**Work item:** Reproduce precisely the lines between the start of the data below and the line with "cents = 1 octave", both included.

--- Input records ---

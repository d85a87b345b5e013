//! # Pitch Module
//!
//! Conversions between note spellings, MIDI note numbers and sounding
//! frequencies in twelve-tone equal temperament.
//!
//! ## Conventions
//! - C4 is MIDI note 60, A4 is MIDI note 69
//! - The reference pitch defaults to A4 = 440 Hz
//! - Cents are applied logarithmically: 100 cents = 1 semitone, 1200 cents = 1 octave

use anyhow::{Error, anyhow};
use once_cell::sync::Lazy;
use serde::{Deserialize, Serialize};
use std::collections::BTreeMap;
use std::fmt;
use std::str::FromStr;

/// Default concert pitch for A4 in Hz.
pub const DEFAULT_REFERENCE_A4_HZ: f64 = 440.0;

/// MIDI note number of A4.
const A4_MIDI: i32 = 69;

/// One of the 17 note spellings a string can be tuned to.
///
/// Enharmonic pairs (`C#`/`Db`, ...) are kept distinct so that a tuning is
/// displayed the way it was written, but they map to the same semitone.
#[derive(Debug, Clone, Copy, PartialEq, Eq, Hash, PartialOrd, Ord, Serialize, Deserialize)]
pub enum NoteName {
    C,
    #[serde(rename = "C#")]
    CSharp,
    Db,
    D,
    #[serde(rename = "D#")]
    DSharp,
    Eb,
    E,
    F,
    #[serde(rename = "F#")]
    FSharp,
    Gb,
    G,
    #[serde(rename = "G#")]
    GSharp,
    Ab,
    A,
    #[serde(rename = "A#")]
    ASharp,
    Bb,
    B,
}

impl NoteName {
    /// All spellings in chromatic order, sharps before flats.
    pub const ALL: [NoteName; 17] = [
        NoteName::C,
        NoteName::CSharp,
        NoteName::Db,
        NoteName::D,
        NoteName::DSharp,
        NoteName::Eb,
        NoteName::E,
        NoteName::F,
        NoteName::FSharp,
        NoteName::Gb,
        NoteName::G,
        NoteName::GSharp,
        NoteName::Ab,
        NoteName::A,
        NoteName::ASharp,
        NoteName::Bb,
        NoteName::B,
    ];

    pub fn as_str(self) -> &'static str {
        match self {
            NoteName::C => "C",
            NoteName::CSharp => "C#",
            NoteName::Db => "Db",
            NoteName::D => "D",
            NoteName::DSharp => "D#",
            NoteName::Eb => "Eb",
            NoteName::E => "E",
            NoteName::F => "F",
            NoteName::FSharp => "F#",
            NoteName::Gb => "Gb",
            NoteName::G => "G",
            NoteName::GSharp => "G#",
            NoteName::Ab => "Ab",
            NoteName::A => "A",
            NoteName::ASharp => "A#",
            NoteName::Bb => "Bb",
            NoteName::B => "B",
        }
    }

    /// Semitone within the octave, 0 (C) to 11 (B).
    pub fn semitone(self) -> i32 {
        note_to_semitone(self)
    }
}

/// Spelling lookup used when parsing note names from text.
static NOTE_NAMES: Lazy<BTreeMap<&'static str, NoteName>> =
    Lazy::new(|| NoteName::ALL.iter().map(|&note| (note.as_str(), note)).collect());

impl FromStr for NoteName {
    type Err = Error;

    fn from_str(s: &str) -> Result<Self, Self::Err> {
        NOTE_NAMES
            .get(s.trim())
            .copied()
            .ok_or_else(|| anyhow!("Unknown note spelling: {:?}", s))
    }
}

impl fmt::Display for NoteName {
    fn fmt(&self, f: &mut fmt::Formatter<'_>) -> fmt::Result {
        f.write_str(self.as_str())
    }
}

/// Maps a note spelling to its semitone (0..=11). Enharmonic spellings share a value.
pub fn note_to_semitone(note: NoteName) -> i32 {
    match note {
        NoteName::C => 0,
        NoteName::CSharp | NoteName::Db => 1,
        NoteName::D => 2,
        NoteName::DSharp | NoteName::Eb => 3,
        NoteName::E => 4,
        NoteName::F => 5,
        NoteName::FSharp | NoteName::Gb => 6,
        NoteName::G => 7,
        NoteName::GSharp | NoteName::Ab => 8,
        NoteName::A => 9,
        NoteName::ASharp | NoteName::Bb => 10,
        NoteName::B => 11,
    }
}

/// A spelled pitch with an optional microtonal offset.
#[derive(Debug, Clone, Copy, PartialEq, Serialize, Deserialize)]
#[serde(rename_all = "camelCase")]
pub struct Pitch {
    pub note: NoteName,
    pub octave: i32,
    /// Microtuning offset in cents, added logarithmically to the frequency.
    #[serde(default, skip_serializing_if = "Option::is_none")]
    pub cents: Option<f64>,
}

impl Pitch {
    pub const fn new(note: NoteName, octave: i32) -> Self {
        Self {
            note,
            octave,
            cents: None,
        }
    }

    pub fn with_cents(mut self, cents: f64) -> Self {
        self.cents = Some(cents);
        self
    }

    pub fn midi(&self) -> i32 {
        pitch_to_midi(self)
    }

    pub fn frequency(&self) -> f64 {
        pitch_to_freq(self)
    }
}

impl fmt::Display for Pitch {
    fn fmt(&self, f: &mut fmt::Formatter<'_>) -> fmt::Result {
        write!(f, "{}{}", self.note, self.octave)?;
        match self.cents {
            Some(cents) if cents != 0.0 => write!(f, "{:+}c", cents),
            _ => Ok(()),
        }
    }
}

/// Parses "E2", "C#4", "Bb-1" and the like. Cents are not part of the text form.
impl FromStr for Pitch {
    type Err = Error;

    fn from_str(s: &str) -> Result<Self, Self::Err> {
        let s = s.trim();
        let split = s
            .find(|c: char| c.is_ascii_digit() || c == '-')
            .ok_or_else(|| anyhow!("Missing octave in pitch {:?}", s))?;
        let (name, octave) = s.split_at(split);
        let note = name.parse::<NoteName>()?;
        let octave = octave
            .parse::<i32>()
            .map_err(|e| anyhow!("Invalid octave in pitch {:?}: {}", s, e))?;
        Ok(Pitch::new(note, octave))
    }
}

/// MIDI note number of a pitch, ignoring cents: `(octave + 1) * 12 + semitone`.
pub fn pitch_to_midi(pitch: &Pitch) -> i32 {
    (pitch.octave + 1) * 12 + note_to_semitone(pitch.note)
}

/// Equal-temperament frequency of a MIDI note: `f = A4 * 2^((midi - 69) / 12)`.
pub fn midi_to_freq(midi: i32, reference_a4_hz: f64) -> f64 {
    reference_a4_hz * 2.0_f64.powf((midi - A4_MIDI) as f64 / 12.0)
}

/// Frequency ratio for an offset in cents.
pub fn cents_ratio(cents: f64) -> f64 {
    2.0_f64.powf(cents / 1200.0)
}

/// Sounding frequency of a pitch against A4 = 440 Hz, including its cents offset.
pub fn pitch_to_freq(pitch: &Pitch) -> f64 {
    pitch_to_freq_with_reference(pitch, DEFAULT_REFERENCE_A4_HZ)
}

pub fn pitch_to_freq_with_reference(pitch: &Pitch, reference_a4_hz: f64) -> f64 {
    transposed_freq_with_reference(pitch, 0, reference_a4_hz)
}

/// Frequency of an open string pitch raised by `fret` semitones (A4 = 440 Hz).
pub fn transposed_freq(open: &Pitch, fret: i32) -> f64 {
    transposed_freq_with_reference(open, fret, DEFAULT_REFERENCE_A4_HZ)
}

/// Frequency of an open string pitch raised by `fret` semitones.
///
/// The open string's cents offset carries over to every fret, so a string
/// tuned 14 cents flat stays 14 cents flat along the neck.
pub fn transposed_freq_with_reference(open: &Pitch, fret: i32, reference_a4_hz: f64) -> f64 {
    let freq = midi_to_freq(pitch_to_midi(open) + fret, reference_a4_hz);
    match open.cents {
        Some(cents) if cents != 0.0 => freq * cents_ratio(cents),
        _ => freq,
    }
}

---

**Result below:**
repository d85a87b345b5e013
//! # Pitch Module
//!
//! Conversions between note spellings, MIDI note numbers and sounding
//! frequencies in twelve-tone equal temperament.
//!
//! ## Conventions
//! - C4 is MIDI note 60, A4 is MIDI note 69
//! - The reference pitch defaults to A4 = 440 Hz
//! - Cents are applied logarithmically: 100 cents = 1 semitone, 1200 cents = 1 octave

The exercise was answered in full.